# XP on C/all software on different HDD, no need to reinstall if xp crashes.



## ranjan2001 (Feb 22, 2007)

I always wanted to Install XP on C drive & rest all the softwares on a different drive, so when we need reinstall xp for any reason or change computer, we don't need to install all the softwares again.

Finally found a fantasic solution for this problem
*www.mojopac.com/portal/content/how/

       MojoPac turns your *iPod or USB 2.0 Flash or Hard Drive* into an ultra portable PC.      
             When you connect your MojoPac device into any Windows XP PC, you bring up your MojoPac        PC view. You can see that it looks like a brand new Windows XP PC (with a MojoPac        wallpaper). You have the familiar Start Menu, and the folders are arranged exactly like        in a standard PC.  And it is all installed on and running from your iPod or USB device.
         You can install applications, run already installed applications, browse the internet,          create files, listen to multimedia content, and customize your view.
         You can customize this PC (change the wallpaper, create folders, etc.) exactly the same          way you would do with a normal PC.
         You have access to the network connection and the peripherals (printers, plotters, etc)          of the PC you are connecting to. And your applications will run at full speed of that PC.
I just installed mojopac on my usb disk & I am able to install all my softwares (YES ALL software) & can connect to any PC mine or in the internet cafe or my friends & use my usb as my portable desktop on their host system. 

Even sata disk are supported though I have not tried yet but using internal sata hdd will be the best option if you dont want to have it portable. MojoPac is supported on cell phones with internal storage that can be accessed via USB when connecting to a PC..........................guys this is a great application carry ur pc in ur mobile!!!!!!!!!!!!!!!!       _Nokia N91_ (with 4GB internal storage) and the _Samsung i310_ (with 8GB internal storage.) 

You need to have a user account with mojopac & then download & install as following.

Assuming a fresh install, Just install XP on ur C drive & no need to install any other program on *desktop* C,

connect usb & install mojopac on usb drive (this will be named as MOJOPAC) you need to make some config changes to usb hardware properties.

then start mojopac & what it does is, it *adopts* host system & now u install all ur softwares on this C drive (actually *mojopac* drive) but it will show as C:\ & u dont change that.

So now whenever u loose XP , any virus, or any other trouble  u just need to reinstall or repair XP on ur *desktop C:\* system.

No need to reinstall all ur programs.

Isn't that great?

Note: this works even on usb sticks but will be too slow, I have installed on a usb 2.0 device which is 7200 RPM seagate portable disk & it works like a normal PC. If you dont want the poratbility then uu can use internal sata drive too.

BUT NOW ONWARDS NO NEED TO REINSTALL ALL THE SOFTWARES AGAIN......................it was always a pain in A**

------------------
*Some Cons I found about mojopac*
1. does not work with x64 XP as of now, future plans are there.
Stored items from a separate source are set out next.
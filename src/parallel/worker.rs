use std::sync::mpsc;

use super::{MainMsg, WorkerMsg};
use crate::{engine::Engine, error::Error, potential::PairPotential};

/// One worker's channels to the manager, plus its place in the worker set.
///
/// A worker thread performs the setup handshake, builds an engine around
/// itself, and hands control to the user's run function. All communication
/// with other workers is routed through the manager at setup and flows over
/// direct channels afterwards.
pub struct Worker<P: PairPotential> {
    rx: mpsc::Receiver<MainMsg<P>>,
    tx: mpsc::Sender<WorkerMsg>,
    index: usize,
    count: usize,
}
impl<P: PairPotential> Worker<P> {
    pub(crate) fn new(rx: mpsc::Receiver<MainMsg<P>>, tx: mpsc::Sender<WorkerMsg>) -> Self {
        Self {
            rx,
            tx,
            index: 0,
            count: 1,
        }
    }

    pub fn index(&self) -> usize {
        self.index
    }
    pub fn count(&self) -> usize {
        self.count
    }

    pub fn send(&self, message: WorkerMsg) -> Result<(), Error> {
        self.tx.send(message).map_err(|_| Error::Disconnected)
    }
    pub fn recv(&self) -> Result<MainMsg<P>, Error> {
        self.rx.recv().map_err(|_| Error::Disconnected)
    }

    pub(crate) fn run_thread(mut self) {
        let (index, count) = match self.recv() {
            Ok(MainMsg::Setup { index, count }) => (index, count),
            _ => return,
        };
        self.index = index;
        self.count = count;

        let f = match self.recv() {
            Ok(MainMsg::Run(f)) => f,
            _ => return,
        };

        let report = self.tx.clone();
        let mut engine = Engine::new();
        engine.attach_worker(self);
        let message = match f(&mut engine) {
            Ok(()) => WorkerMsg::Complete,
            Err(e) => WorkerMsg::Failed(e),
        };
        // the manager may already be gone if another worker failed first
        let _ = report.send(message);
    }
}
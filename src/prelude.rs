pub use crate::{
    Atoms, Engine, Error, Event, Fcc, Lattice, LennardJones, Runtime, SimBox, Species,
    UpdateSettings,
};
/// The simulation clock, owned by the engine and advanced once per step.
#[derive(Clone, Copy, Debug, Default)]
pub struct Clock {
    time: f64,
    step: usize,
    dt: f64,
}
impl Clock {
    pub fn new() -> Self {
        Self::default()
    }

    pub fn time(&self) -> f64 {
        self.time
    }
    pub fn step(&self) -> usize {
        self.step
    }
    pub fn dt(&self) -> f64 {
        self.dt
    }

    /// Fix the step size for the duration of a run or equilibrate call.
    pub fn set_dt(&mut self, dt: f64) {
        assert!(
            dt.is_finite() && dt > 0.0,
            "Timestep should be positive, found {}",
            dt,
        );
        self.dt = dt;
    }

    pub fn advance(&mut self) {
        self.step += 1;
        self.time += self.dt;
    }

    /// Reset to a checkpointed time and step.
    pub fn restore(&mut self, time: f64, step: usize) {
        self.time = time;
        self.step = step;
    }
}
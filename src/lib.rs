pub mod atoms;
pub mod checkpoint;
pub mod clock;
pub mod engine;
pub mod error;
pub mod integrate;
pub mod lattice;
pub mod neighbor;
pub mod parallel;
pub mod potential;
pub mod prelude;
pub mod region;
pub mod runtime;
pub mod scheduler;
pub mod simbox;
pub mod species;
pub mod units;
pub mod utils;

pub use atoms::Atoms;
pub use checkpoint::Checkpoint;
pub use clock::Clock;
pub use engine::{Engine, EventHandler, Mode};
pub use error::Error;
pub use integrate::{Berendsen, VelocityVerlet};
pub use lattice::{Fcc, Lattice};
pub use neighbor::{NeighborList, UpdateSettings};
pub use potential::{LennardJones, PairPotential};
pub use region::Rect;
pub use runtime::Runtime;
pub use scheduler::{Event, EventScheduler, TimerHandle};
pub use simbox::{Boundary, SimBox};
pub use species::Species;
2.Ur host system should be runing with admin privilages, else u cant run mojo (most internet cafe dont run on admin account) 

3.You cannot access the Host PC's hard drive from inside MojoPac, but then this looses the advantage of being truly portable in many cases u will carry data on ur usb  device. 

A quick workaround is there right-click anywhere on the desktop in your Mojo environment. make New and select Shortcut. Now, a window with a text field will pop up. In that field, enter the following:

\\127.0.0.1\c$
c is the drive letter on ur HOST system.
u can replace C by ur drive letter/name & make these shortcuts for all drives thenyou can share all host files too.

Hope it helps you.
This is my 1st ever review here on this forum.


----------



## sam9s (Feb 26, 2007)

ranjan2001 said:
			
		

> BUT NOW ONWARDS NO NEED TO REINSTALL ALL THE SOFTWARES AGAIN......................it was always a pain in A**



Though this sound really cool application, the best thing I do so that I do not need to install my OS, drivers, and all applications is to image my C drive with Norton Ghost (The DOS version is the best version). When things go wrong simply run the image and you get the entire system back in a jiffie.

If any one does choose to use Norton Ghost use the DOS one, in this way even if you format the disk or your PC does not boot to windows for any reason, just boot to DOS and run the image file and you get your entire system back with the OS, all drivers and applications.


----------



## 47shailesh (Feb 26, 2007)

Yes i too use the Norton Ghost DOS ver. Its the coolest sw i have used..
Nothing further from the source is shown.